I guess next year on about the same time, haiku will finally enter the beta phase.
How will be 32bit programs supported on it?
Like on Windows and Linux with twice existing libaries (all in 32bit and 64bit)?
x86-64bit-Linux have in /lib and /usr/lib the 32bit libaries and in /lib64 and /usr/lib64 the 64bit libraries.
Binaries are in 32bit OR in 64bit in /bin and /usr/bin
64bit Windows doing it similar.
In C:\Windows\System32 are 64bit libraries and programs.
And in C:\Windows\SysWOW64 are the same libaries and programs in 32bit.
Yes, there are also notepad.exe, calc.exe, etc twice.
And for the installed programs existing different places, too.
In “C:\Program Files” are the 64bit programs and in “C:\Program Files (x86)” are the 32bit programs.
What will Haiku do?
Will be 32bit programs on 64bit Haiku supported?
If yes: Will be all libraries exiting twice?

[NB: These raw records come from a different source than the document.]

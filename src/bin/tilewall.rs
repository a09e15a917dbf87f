use std::{
    io::Write as _,
    path::{Path, PathBuf},
};

use anyhow::Context as _;
use clap::{Parser, Subcommand, ValueEnum};

#[derive(Parser, Debug)]
#[command(name = "tilewall", version)]
struct Cli {
    /// Log verbosity (logs go to stderr).
    #[arg(long, value_enum, global = true, default_value_t = LogLevel::Info)]
    log: LogLevel,

    #[command(subcommand)]
    cmd: Command,
}

#[derive(Subcommand, Debug)]
enum Command {
    /// Print the grid layout computed for a viewport.
    Layout(LayoutArgs),
    /// Run the wall over a simulated timeline and print its events as JSON lines.
    Simulate(SimulateArgs),
    /// Print the collection listing URL for a hash fragment.
    Url(UrlArgs),
}

#[derive(Parser, Debug)]
struct WallArgs {
    /// Viewport width in pixels.
    #[arg(long, default_value_t = 1920.0)]
    width: f64,

    /// Viewport height in pixels.
    #[arg(long, default_value_t = 1080.0)]
    height: f64,

    /// Engine config JSON; missing fields take their defaults.
    #[arg(long)]
    config: Option<PathBuf>,

    /// URL hash fragment (`username=..&aspect=2/3&rows=3&padding=6`) overriding the config.
    #[arg(long)]
    hash: Option<String>,
}

#[derive(Parser, Debug)]
struct LayoutArgs {
    #[command(flatten)]
    wall: WallArgs,
}

#[derive(Parser, Debug)]
struct SimulateArgs {
    #[command(flatten)]
    wall: WallArgs,

    /// Items JSON: an array of `{id, image, meta?}` or a collection listing response.
    #[arg(long)]
    items: PathBuf,

    /// Simulated run length in milliseconds.
    #[arg(long, default_value_t = 30_000)]
    duration_ms: u64,

    /// Host events to replay (JSON array of `{"at": ms, "type": ...}`).
    #[arg(long)]
    script: Option<PathBuf>,

    /// Seed overriding the config seed.
    #[arg(long)]
    seed: Option<u64>,

    /// Print the final render snapshot after the events.
    #[arg(long)]
    snapshot: bool,
}

#[derive(Parser, Debug)]
struct UrlArgs {
    /// URL hash fragment.
    #[arg(long, default_value = "")]
    hash: String,
}

#[derive(Clone, Copy, Debug, ValueEnum)]
enum LogLevel {
    Error,
    Warn,
    Info,
    Debug,
    Trace,
}

impl From<LogLevel> for tracing::Level {
    fn from(level: LogLevel) -> Self {
        match level {
            LogLevel::Error => tracing::Level::ERROR,
            LogLevel::Warn => tracing::Level::WARN,
            LogLevel::Info => tracing::Level::INFO,
            LogLevel::Debug => tracing::Level::DEBUG,
            LogLevel::Trace => tracing::Level::TRACE,
        }
    }
}

fn main() -> anyhow::Result<()> {
    let cli = Cli::parse();
    tracing_subscriber::fmt()
        .with_writer(std::io::stderr)
        .with_max_level(tracing::Level::from(cli.log))
        .init();

    match cli.cmd {
        Command::Layout(args) => cmd_layout(args),
        Command::Simulate(args) => cmd_simulate(args),
        Command::Url(args) => cmd_url(args),
    }
}

fn read_text(path: &Path, what: &str) -> anyhow::Result<String> {
    std::fs::read_to_string(path).with_context(|| format!("read {what} '{}'", path.display()))
}

fn load_config(args: &WallArgs) -> anyhow::Result<tilewall::WallConfig> {
    let mut cfg = match &args.config {
        Some(path) => tilewall::WallConfig::from_json(&read_text(path, "config")?)
            .with_context(|| format!("parse config '{}'", path.display()))?,
        None => tilewall::WallConfig::default(),
    };
    if let Some(hash) = &args.hash {
        cfg = cfg.with_params(&tilewall::WallParams::from_hash(hash));
    }
    cfg.validate().context("validate config")?;
    Ok(cfg)
}

fn cmd_layout(args: LayoutArgs) -> anyhow::Result<()> {
    let cfg = load_config(&args.wall)?;
    let viewport = tilewall::Viewport::new(args.wall.width, args.wall.height);
    let layout = tilewall::compute_layout(viewport, &cfg.layout_params());
    println!("{}", serde_json::to_string_pretty(&layout)?);
    Ok(())
}

fn cmd_simulate(args: SimulateArgs) -> anyhow::Result<()> {
    let mut cfg = load_config(&args.wall)?;
    if args.seed.is_some() {
        cfg.seed = args.seed;
    }

    let items = tilewall::parse_item_list(&read_text(&args.items, "items")?)
        .with_context(|| format!("parse items '{}'", args.items.display()))?;
    let script = match &args.script {
        Some(path) => tilewall::WatchScript::from_json(&read_text(path, "script")?)
            .with_context(|| format!("parse script '{}'", path.display()))?,
        None => tilewall::WatchScript::default(),
    };

    let viewport = tilewall::Viewport::new(args.wall.width, args.wall.height);
    let mut wall = tilewall::Wall::new(cfg, viewport)?;
    let stdout = std::io::stdout();
    let mut out = stdout.lock();

    wall.replace_items(items, tilewall::Millis::ZERO);
    for scripted in script.events() {
        if scripted.at.0 > args.duration_ms {
            break;
        }
        wall.handle(scripted.event.clone(), scripted.at)?;
        write_events(&mut out, &mut wall)?;
    }
    wall.advance_to(tilewall::Millis(args.duration_ms));
    write_events(&mut out, &mut wall)?;

    if args.snapshot {
        serde_json::to_writer(&mut out, &wall.snapshot())?;
        writeln!(out)?;
    }
    Ok(())
}

fn write_events(out: &mut impl std::io::Write, wall: &mut tilewall::Wall) -> anyhow::Result<()> {
    for event in wall.drain_events() {
        serde_json::to_writer(&mut *out, &event)?;
        writeln!(out)?;
    }
    Ok(())
}

fn cmd_url(args: UrlArgs) -> anyhow::Result<()> {
    let params = tilewall::WallParams::from_hash(&args.hash);
    println!("{}", params.query().api_url()?);
    Ok(())
}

doesn’t Haiku already do this for the Hybrid? So, let’s assume 64bit would be entirely Gcc4 (because, why wouldn’t it?) does that mean 3 sets of libraries? Gcc2.x 32bit, gcc4.x 32bit, gcc4.x 64bit??? This seems quite an excessive amount of binaries! But I’m guessing it would be needed to support all 3 architectures.
Edit: I think my main point here is that Gcc2.x is necessary to support legacy BeOS closed source apps (the original goal of Haiku back when it was called Open BeOS) but gcc4 is required to support some of the newer stuff (hence hybrid) and that addind a new architecture (64bit) will double the required base libraries (if not more of the OS level executables)
Edited 2012-08-30 08:50 UTC
x86_64 is gcc4 only, gcc2 is for x86 only.
Yes, each application needs to be packaged into 3 binaries, one for x86 gcc2, one for x86 gcc4, and a third for x86_64.
Right now it is difficult enough to maintain separate x86 gcc2 and gcc4 packages, x86_64 will add a 3rd. This is a good opportunity for the package manager and IDEs to make this easier by automatically generating “Fat” binaries that run on all architectures.
However, this is a problem that must not be solved immediately because the official Haiku R1 release will be x86 gcc2h (32-bit). Official x86_64 support will come in R2.
Agreed. There is probably no viable port of GCC 2.95 for 64bit. If there is, I see absolutely zero reason to use it for 64bit support. Like I said “why would you?”